PERETS GOLDSHTEYN (1897-July 17, 1943)
He was born in Korets, near Rovno, Volhynia. He received a traditional Jewish education. After marrying he moved to Hoshcha where until WWII he supported himself by running a food store. He was a Zionist leader. When the Nazis seized his town, he suffered various troubles and had to work at various difficult labors. He was later enslaved in a concentration camp which the Germans erected around the town. He escaped from there and was supported by a Ukrainian peasant. In hiding, he began to write in a diary which he dubbed Zol di velt visn (The world must know).

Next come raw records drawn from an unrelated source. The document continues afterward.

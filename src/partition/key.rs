//! Partition identity is computed, never searched.
//!
//! ```txt
//! {tier root}/
//!   {key}/{suffix}.pb
//! ```
//!
//! Where `{key}` is the PV name's UTF-8 bytes in URL-safe unpadded base64 (filename safe
//! and reversible) and `{suffix}` is the bucket start in UTC, `_` joined down to the
//! granularity's finest unit: `YYYY`, `YYYY_MM`, `YYYY_MM_DD`, `YYYY_MM_DD_HH` or
//! `YYYY_MM_DD_HH_mm`.

use std::path::{Path, PathBuf};

use base64::{Engine, engine::general_purpose::URL_SAFE_NO_PAD};
use jiff::{SignedDuration, Timestamp, ToSpan, civil::DateTime, tz::TimeZone};
use serde::{Deserialize, Serialize};

use super::error::PartitionError;
use crate::time::TimeSpan;

pub const EXTENSION: &str = "pb";

#[derive(Debug, Clone, Copy, PartialEq, Eq, Hash, Serialize, Deserialize)]
pub enum Granularity {
    FiveMinutes,
    FifteenMinutes,
    ThirtyMinutes,
    Hour,
    Day,
    Month,
    Year,
}

impl Granularity {
    fn minutes_per_bucket(self) -> Option<i8> {
        match self {
            Self::FiveMinutes => Some(5),
            Self::FifteenMinutes => Some(15),
            Self::ThirtyMinutes => Some(30),
            _ => None,
        }
    }

    /// Number of `_` separated parts in the path suffix
    fn suffix_parts(self) -> usize {
        match self {
            Self::Year => 1,
            Self::Month => 2,
            Self::Day => 3,
            Self::Hour => 4,
            Self::FiveMinutes | Self::FifteenMinutes | Self::ThirtyMinutes => 5,
        }
    }

    fn truncate(self, dt: DateTime) -> Result<DateTime, jiff::Error> {
        let (y, mo, d, h, mi) = (dt.year(), dt.month(), dt.day(), dt.hour(), dt.minute());
        match self {
            Self::Year => DateTime::new(y, 1, 1, 0, 0, 0, 0),
            Self::Month => DateTime::new(y, mo, 1, 0, 0, 0, 0),
            Self::Day => DateTime::new(y, mo, d, 0, 0, 0, 0),
            Self::Hour => DateTime::new(y, mo, d, h, 0, 0, 0),
            g => {
                let step = g.minutes_per_bucket().unwrap_or(1);
                DateTime::new(y, mo, d, h, mi - mi % step, 0, 0)
            }
        }
    }

    fn advance(self, dt: DateTime) -> Result<DateTime, jiff::Error> {
        match self {
            Self::Year => dt.checked_add(1.year()),
            Self::Month => dt.checked_add(1.month()),
            Self::Day => dt.checked_add(1.day()),
            Self::Hour => dt.checked_add(1.hour()),
            g => dt.checked_add(g.minutes_per_bucket().unwrap_or(1).minutes()),
        }
    }

    fn suffix(self, dt: DateTime) -> String {
        let (y, mo, d, h, mi) = (dt.year(), dt.month(), dt.day(), dt.hour(), dt.minute());
        match self {
            Self::Year => format!("{y:04}"),
            Self::Month => format!("{y:04}_{mo:02}"),
            Self::Day => format!("{y:04}_{mo:02}_{d:02}"),
            Self::Hour => format!("{y:04}_{mo:02}_{d:02}_{h:02}"),
            _ => format!("{y:04}_{mo:02}_{d:02}_{h:02}_{mi:02}"),
        }
    }

    fn parse_suffix(self, suffix: &str) -> Option<DateTime> {
        let parts = suffix
            .split('_')
            .map(|p| p.parse::<i16>().ok())
            .collect::<Option<Vec<_>>>()?;
        if parts.len() != self.suffix_parts() {
            return None;
        }
        let part = |i: usize, default: i16| parts.get(i).copied().unwrap_or(default);
        let dt = DateTime::new(
            part(0, 1970),
            i8::try_from(part(1, 1)).ok()?,
            i8::try_from(part(2, 1)).ok()?,
            i8::try_from(part(3, 0)).ok()?,
            i8::try_from(part(4, 0)).ok()?,
            0,
            0,
        )
        .ok()?;
        // must already be a bucket start
        (self.truncate(dt).ok()? == dt).then_some(dt)
    }
}

pub fn key_for_pv_name(pv_name: &str) -> String {
    URL_SAFE_NO_PAD.encode(pv_name.as_bytes())
}

pub fn pv_name_from_key(key: &str) -> Option<String> {
    let bytes = URL_SAFE_NO_PAD.decode(key).ok()?;
    String::from_utf8(bytes).ok()
}

#[derive(Debug, Clone, PartialEq, Eq, Hash)]
pub struct PartitionId {
    pub pv_name: String,
    pub granularity: Granularity,
    bucket: DateTime,
}

impl PartitionId {
    /// Bucket holding `instant` (UTC)
    pub fn for_instant(
        pv_name: &str,
        instant: Timestamp,
        granularity: Granularity,
    ) -> Result<Self, PartitionError> {
        let dt = instant.to_zoned(TimeZone::UTC).datetime();
        Ok(Self {
            pv_name: pv_name.to_string(),
            granularity,
            bucket: granularity.truncate(dt)?,
        })
    }

    /// Every bucket overlapping `span`, in time order
    pub fn covering(
        pv_name: &str,
        span: &TimeSpan,
        granularity: Granularity,
    ) -> Result<Vec<Self>, PartitionError> {
        let mut ids = Vec::new();
        let mut id = Self::for_instant(pv_name, span.start, granularity)?;
        while id.bucket_start()? <= span.end {
            let next = id.next()?;
            ids.push(id);
            id = next;
        }
        Ok(ids)
    }

    pub fn next(&self) -> Result<Self, PartitionError> {
        Ok(Self {
            pv_name: self.pv_name.clone(),
            granularity: self.granularity,
            bucket: self.granularity.advance(self.bucket)?,
        })
    }

    /// Bucket just before this one
    pub fn previous(&self) -> Result<Self, PartitionError> {
        let before = self.bucket_start()?.checked_sub(SignedDuration::from_nanos(1))?;
        Self::for_instant(&self.pv_name, before, self.granularity)
    }

    pub fn bucket_start(&self) -> Result<Timestamp, PartitionError> {
        Ok(self.bucket.to_zoned(TimeZone::UTC)?.timestamp())
    }

    pub fn year(&self) -> i16 {
        self.bucket.year()
    }

    pub fn key(&self) -> String {
        key_for_pv_name(&self.pv_name)
    }

    pub fn relative_path(&self) -> PathBuf {
        let file = format!("{}.{EXTENSION}", self.granularity.suffix(self.bucket));
        PathBuf::from(self.key()).join(file)
    }

    /// Reverse of [`Self::relative_path`]. The granularity comes from the tier since the
    /// minute buckets share a suffix shape.
    pub fn from_relative_path(path: &Path, granularity: Granularity) -> Result<Self, PartitionError> {
        let invalid = || PartitionError::InvalidPath(path.to_path_buf());

        if path.extension().and_then(|e| e.to_str()) != Some(EXTENSION) {
            return Err(invalid());
        }
        let suffix = path.file_stem().and_then(|s| s.to_str()).ok_or_else(invalid)?;
        let key = path
            .parent()
            .and_then(|p| p.file_name())
            .and_then(|k| k.to_str())
            .ok_or_else(invalid)?;

        Ok(Self {
            pv_name: pv_name_from_key(key).ok_or_else(invalid)?,
            granularity,
            bucket: granularity.parse_suffix(suffix).ok_or_else(invalid)?,
        })
    }
}

/// One storage tier (ie. short term on local disk, long term on a NAS)
#[derive(Debug, Clone, PartialEq, Serialize, Deserialize)]
pub struct Tier {
    pub name: String,
    pub root: PathBuf,
    pub granularity: Granularity,
    /// Time range this tier holds data for, unbounded when missing
    #[serde(default)]
    pub extent: Option<TimeSpan>,
}

impl Tier {
    /// Absent file is `None`, not an error
    pub fn resolve(&self, id: &PartitionId) -> Option<PathBuf> {
        let path = self.root.join(id.relative_path());
        path.is_file().then_some(path)
    }

    pub fn covering(&self, pv_name: &str, span: &TimeSpan) -> Result<Vec<PartitionId>, PartitionError> {
        PartitionId::covering(pv_name, span, self.granularity)
    }
}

He inserted the pages in bottles and buried them in a field. The accounts in which he described in a vibrant language and fine style the troubles and experiences suffered by the Jews in the towns, Rovno and Kostopol (Kostopil), were published as “Zol di velt visn,” pp. 5-113, in the volume Sefer hoshcha (Tel Aviv, 1957). Characteristic is the author’s will in which he announces that the money from the book (he believed that it would be translated and spread in millions of copies) “is so that the world should know” and is to be used to erect a gravestone for the victims. He was shot by the Germans, together with the last fifteen Jews in Hoshcha and nearby towns on July 17, 1943. [N.B. An English translation appeared in 1965—JAF.]
Sources: Basya ben Borekh Vaysman, in Seyfer hosht (The book of Hoshcha) (Tel Aviv, 1957), pp. 288-91; D. Naymark, in Forverts (New York) (August 25, 1957); Dr. Sh. Bikl, in Tog-morgn-zhurnal (New York) (September 1, 1957).